En clair, il s’agit d’une action de l’Eglise au service de la communauté chrétienne qui tente de répondre à la curiosité des touristes ainsi qu’à la recherche spirituelle des croyants et qui leur permet de vivre leur foi pendant leur temps de loisir.
Tout comme il est difficile de définir cette pastorale, il est aussi compliqué de récapituler les différentes activités qu’elle peut proposer tellement elles peuvent être variées. Elles sont en effet imaginées en fonction du lieu, de la population et des problématiques rencontrées localement. L’équipe sur place peut par exemple organiser des promenades ou des conférences thématiques, un circuit avec des explications historiques et patrimoniales, ou encore aménager un lieu de repos ou de rencontres conviviales et spirituelles dans l’église. Cela peut passer par la découverte de la nature ou d’autres cultures, par la connaissance du patrimoine esthétique et religieux, par le développement de relations humaines et d’activités liées à l’attention aux personnes.
Dans tous les cas, la pastorale du tourisme a toujours comme objectif premier l’épanouissement des visiteurs dans toutes les dimensions intrinsèques à la personne. Elle repose sur le principe que le temps libre peut être un moment favorable pour la reconnaissance de Dieu et la pratique de la charité envers autrui. Ce sont les essentiels de la foi chrétienne et de nos humanités qui peuvent être redécouverts et approfondis à l’occasion de ces moments de plus grande disponibilité.
Des faits et des attentes à Durbuy
Au cours du dernier siècle, les conditions de travail et de vie ont évolué avec l'apparition de congés, horaire de travail aménagé, retraite. En découlent beaucoup de périodes de temps libre à vivre.

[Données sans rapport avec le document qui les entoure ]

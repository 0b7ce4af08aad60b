//! Error types for db-pager.
//!
//! Defines the error taxonomy shared by the server-side cache and the
//! client-side orchestrator.

use thiserror::Error;

/// Main error type for cache and pagination operations.
#[derive(Error, Debug)]
pub enum PagerError {
    /// Malformed request (page < 1, unknown filter column, etc.)
    #[error("Validation error: {0}")]
    Validation(String),

    /// Unknown or expired session.
    #[error("Not found: {0}")]
    NotFound(String),

    /// Read attempted while the session is still materializing.
    #[error("Not ready: {0}")]
    NotReady(String),

    /// Result set too large to page interactively; CSV export is still offered.
    #[error("Result too large to page: {total_rows} rows")]
    SizeExceeded { total_rows: usize },

    /// The underlying query failed.
    #[error("Execution error: {0}")]
    Execution(String),

    /// Client-observed transient failure (timeout, dropped connection); retryable.
    #[error("Transient error: {0}")]
    Transient(String),

    /// Database connection errors (host unreachable, auth failed, etc.)
    #[error("Connection error: {0}")]
    Connection(String),

    /// Configuration errors (invalid config file, missing fields, etc.)
    #[error("Configuration error: {0}")]
    Config(String),

    /// Internal errors (unexpected states, bugs, closed channels).
    #[error("Internal error: {0}")]
    Internal(String),
}

impl PagerError {
    /// Creates a validation error with the given message.
    pub fn validation(msg: impl Into<String>) -> Self {
        Self::Validation(msg.into())
    }

    /// Creates a not-found error with the given message.
    pub fn not_found(msg: impl Into<String>) -> Self {
        Self::NotFound(msg.into())
    }

    /// Creates a not-ready error with the given message.
    pub fn not_ready(msg: impl Into<String>) -> Self {
        Self::NotReady(msg.into())
    }

    /// Creates an execution error with the given message.
    pub fn execution(msg: impl Into<String>) -> Self {
        Self::Execution(msg.into())
    }

    /// Creates a transient error with the given message.
    pub fn transient(msg: impl Into<String>) -> Self {
        Self::Transient(msg.into())
    }

    /// Creates a connection error with the given message.
    pub fn connection(msg: impl Into<String>) -> Self {
        Self::Connection(msg.into())
    }

    /// Creates a configuration error with the given message.
    pub fn config(msg: impl Into<String>) -> Self {
        Self::Config(msg.into())
    }

    /// Creates an internal error with the given message.
    pub fn internal(msg: impl Into<String>) -> Self {
        Self::Internal(msg.into())
    }

    /// Returns true if a client poll loop should retry after this error.
    pub fn is_retryable(&self) -> bool {
        matches!(self, Self::Transient(_))
    }

    /// Returns the error category as a string for display purposes.
    pub fn category(&self) -> &'static str {
        match self {
            Self::Validation(_) => "Validation Error",
            Self::NotFound(_) => "Not Found",
            Self::NotReady(_) => "Not Ready",
            Self::SizeExceeded { .. } => "Size Exceeded",
            Self::Execution(_) => "Execution Error",
            Self::Transient(_) => "Transient Error",
            Self::Connection(_) => "Connection Error",
            Self::Config(_) => "Configuration Error",
            Self::Internal(_) => "Internal Error",
        }
    }
}

/// Result type alias using PagerError.
pub type Result<T> = std::result::Result<T, PagerError>;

Au bord de l’Ourthe, Durbuy est sans nul doute un des lieux les plus touristiques de Wallonie. Et ce tourisme continue à se développer. Les visiteurs poussent les portes des églises, au contraire d’autres localités où l'édifice religieux est déserté. C’est donc tout naturellement que l’idée d’une pastorale du tourisme y a germé. Missionné par les quatre prêtres en service il y a quelques années, Julien Thiry travaille à l’ouverture des quatre églises : Barvaux, Durbuy, Tohogne et Wéris. Ces lieux ne doivent rien organiser pour attirer les passants, ils sont déjà là. Au lieu de rester les bras croisés, Julien Thiry consacre son énergie, à côté de sa vie de famille et de son travail d’enseignant, à sortir des églises et accueillir tous ces gens, « d’aller aux périphéries » comme l’invite le Pape François.
« Cette synergie entre les visiteurs qui arrivent et nous qui sortons demande une rencontre ! Et pour qu’il y ait rencontre, il faut se connaître ? Qui sont ces visiteurs ? Nous intéressons-nous à eux, pour savoir qui ils sont ? D’où ils viennent ? Soyons attentifs et accueillants. Par exemple, en prévoyant des traductions, ou mieux en sachant dire un petit mot dans leur langue. Un bel accueil aussi si nous prévoyons un thermos de café, quelques gobelets… dans le fond de l’église. » témoigne Julien Thiry.
Mais alors comment accueillir les personnes de passage ? En tant que communauté bienveillante et désireuse d’agir ensemble, il faut commencer par se demander si les églises sont encore ouvertes. Cela semble être la base mais cela demande en fait d’abord un travail en amont : une réflexion en groupe qui mêle questions d’inventaire et sécurité. Ce projet pourrait s’arrêter là mais alors s’agirait-il vraiment d’une pastorale du tourisme ? Pourrions-nous vraiment imaginer dans ce cas une rencontre ? Il est essentiel qu’il y ait aussi une présence dans l’édifice.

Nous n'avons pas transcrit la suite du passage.